Llegué a Los Alcores, una barriada de gente obrera distribuida a lo largo de varios conjuntos de bloques. Por aquel entonces era una buena zona para vivir, aunque ha ido degenerando en los últimos años y ya nada tiene que ver con lo que conocí en esa etapa de finales de los noventa. Había grupos de chavales corriendo de un lado a otro, ya disfrazados, con bolsas de plástico de algún supermercado en las que ir acumulando su botín de caramelos y golosinas. Los primeros petardos comenzaron a inundar el aire de humo y estruendo. Un grupo de hombres de mediana edad miraban entre curiosos y divertidos cómo se desarrollaba el festival mientras vaciaban unos botellines a la puerta de alguno de los comerciales.

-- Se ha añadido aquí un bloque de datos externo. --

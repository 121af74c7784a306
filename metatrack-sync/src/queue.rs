//! Change queue: replays a changeset into a working copy, the store and
//! version history.
//!
//! ## Per-change protocol
//!
//! 1. Apply the file operation to the working copy (primary file, then the
//!    companion when there is one).
//! 2. Stage everything and commit with a message describing the change.
//! 3. Mutate the persisted record for the change.
//!
//! Step 3 runs only after step 2 succeeds and before the next change starts,
//! so the store always reflects exactly the committed prefix of the
//! changeset. There is no rollback of earlier changes on failure.

use std::path::Path;

use metatrack_core::{Change, EnvironmentName, Store, StoreError, TrackedObject};
use metatrack_scm::{Author, Branch};

use crate::error::SyncError;

/// Author name used when a change carries no `last_modified_by`.
pub const DEFAULT_AUTHOR: &str = "metatrack";

pub struct ChangeQueue<'a> {
    store: &'a Store,
    environment: &'a EnvironmentName,
    branch: &'a Branch,
    /// Directory holding freshly retrieved files, laid out by repository path.
    scratch: &'a Path,
    companion_suffix: &'a str,
    author_email: &'a str,
}

impl<'a> ChangeQueue<'a> {
    pub fn new(
        store: &'a Store,
        environment: &'a EnvironmentName,
        branch: &'a Branch,
        scratch: &'a Path,
        companion_suffix: &'a str,
        author_email: &'a str,
    ) -> Self {
        Self {
            store,
            environment,
            branch,
            scratch,
            companion_suffix,
            author_email,
        }
    }

    /// Apply `changes` in order, one commit each. Returns the number applied.
    pub fn replay(&self, changes: &[Change]) -> Result<usize, SyncError> {
        let total = changes.len();
        for (applied, change) in changes.iter().enumerate() {
            if let Err(err) = self.apply(change) {
                tracing::error!(org = %self.environment, %change, applied, total, error = %err, "replay stopped");
                return Err(SyncError::PartialReplay {
                    applied,
                    total,
                    change: change.to_string(),
                    source: Box::new(err),
                });
            }
        }
        tracing::info!(org = %self.environment, total, "replayed changeset");
        Ok(total)
    }

    fn apply(&self, change: &Change) -> Result<(), SyncError> {
        let stored = self.store.find_object(self.environment, &change.object().object_id)?;
        match change {
            Change::Addition { object } => {
                self.place(object, true)?;
                self.commit(change, stored.as_ref())?;
                self.store.insert_object(self.environment, object.clone())?;
            }
            Change::Modification { object } => {
                self.place(object, true)?;
                self.commit(change, stored.as_ref())?;
                if stored.is_some() {
                    self.store.replace_object(self.environment, object.clone())?;
                } else {
                    self.store.insert_object(self.environment, object.clone())?;
                }
            }
            Change::Deletion { object } => {
                let scm = self.branch.scm();
                let repo = self.branch.path();
                scm.delete_file(repo, &object.file_path)?;
                scm.delete_file(repo, &object.companion_path(self.companion_suffix))?;
                self.commit(change, stored.as_ref())?;
                match self.store.delete_object(self.environment, &object.object_id) {
                    Ok(()) => {}
                    Err(StoreError::ObjectNotFound { object_id, .. }) => {
                        tracing::warn!(%object_id, "deleted object was not in the store");
                    }
                    Err(e) => return Err(e.into()),
                }
            }
            Change::Rename { old, new } => {
                let scm = self.branch.scm();
                let repo = self.branch.path();
                if old.file_path != new.file_path {
                    scm.rename_file(repo, &old.file_path, &new.file_path)?;
                    scm.rename_file(
                        repo,
                        &old.companion_path(self.companion_suffix),
                        &new.companion_path(self.companion_suffix),
                    )?;
                }
                self.place(new, false)?;
                self.commit(change, Some(old))?;
                if stored.is_some() {
                    self.store.replace_object(self.environment, new.clone())?;
                } else {
                    self.store.insert_object(self.environment, new.clone())?;
                }
            }
        }
        Ok(())
    }

    /// Copy the retrieved primary (required when `require_primary`) and
    /// companion files of `object` into the working copy.
    fn place(&self, object: &TrackedObject, require_primary: bool) -> Result<(), SyncError> {
        let scm = self.branch.scm();
        let repo = self.branch.path();
        let primary = self.scratch.join(&object.file_path);
        if primary.is_file() {
            if repo.join(&object.file_path).exists() {
                scm.overwrite_file(repo, &object.file_path, &primary)?;
            } else {
                scm.add_file(repo, &object.file_path, &primary)?;
            }
        } else if require_primary {
            return Err(crate::error::io_err(
                primary,
                std::io::Error::new(std::io::ErrorKind::NotFound, "retrieved file missing"),
            ));
        }

        let companion_rel = object.companion_path(self.companion_suffix);
        let companion = self.scratch.join(&companion_rel);
        if companion.is_file() {
            scm.overwrite_file(repo, &companion_rel, &companion)?;
        }
        Ok(())
    }

    fn commit(&self, change: &Change, previous: Option<&TrackedObject>) -> Result<(), SyncError> {
        let author = Author::new(
            change
                .object()
                .last_modified_by
                .as_deref()
                .unwrap_or(DEFAULT_AUTHOR),
            self.author_email,
        );
        let id = self.branch.commit_all(&commit_message(change, previous), &author)?;
        tracing::info!(org = %self.environment, %change, commit = %id, "committed");
        Ok(())
    }
}

/// `<Kind>: <full_name>`, a blank line, then the body.
///
/// Additions list every field, modifications the fields that differ from the
/// stored record, renames the fields that differ from the old object.
/// Deletions carry `<file_path> deleted`.
pub fn commit_message(change: &Change, previous: Option<&TrackedObject>) -> String {
    let object = change.object();
    let header = format!("{}: {}", change.kind(), object.full_name);
    let body = match change {
        Change::Deletion { object } => format!("{} deleted", object.file_path),
        Change::Addition { object } => render_fields(object.fields()),
        Change::Modification { object } => match previous {
            Some(prev) => render_fields(object.changed_fields(prev)),
            None => render_fields(object.fields()),
        },
        Change::Rename { old, new } => render_fields(new.changed_fields(old)),
    };
    format!("{header}\n\n{body}")
}

fn render_fields(fields: Vec<(&'static str, String)>) -> String {
    fields
        .into_iter()
        .map(|(k, v)| format!("{k}: {v}"))
        .collect::<Vec<_>>()
        .join("\n")
}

Seguí la música. Alguien tocaba “Ghostbusters” de Ray Parker Jr., y la verdad es que no lo hacía nada mal. Un grupo vestido como monstruos del terror más clásico, como recién salidos de una película de la Hammer, interpretaban de manera más que decente. Una chica, vestida como la novia de Frankestein en la cinta de James Whale, con la misma peluca que luciera Elsa Lanchester en el film. No obstante, a pesar de las capas de maquillaje blanco, me pareció una mujer muy guapa, y me mantuvo preso de sus facciones durante unos instantes antes de abrir la boca y lanzar un tremendo aullido, dando inicio a una impresionante interpretación del “Baby I don’t care” de Transvision Vamp.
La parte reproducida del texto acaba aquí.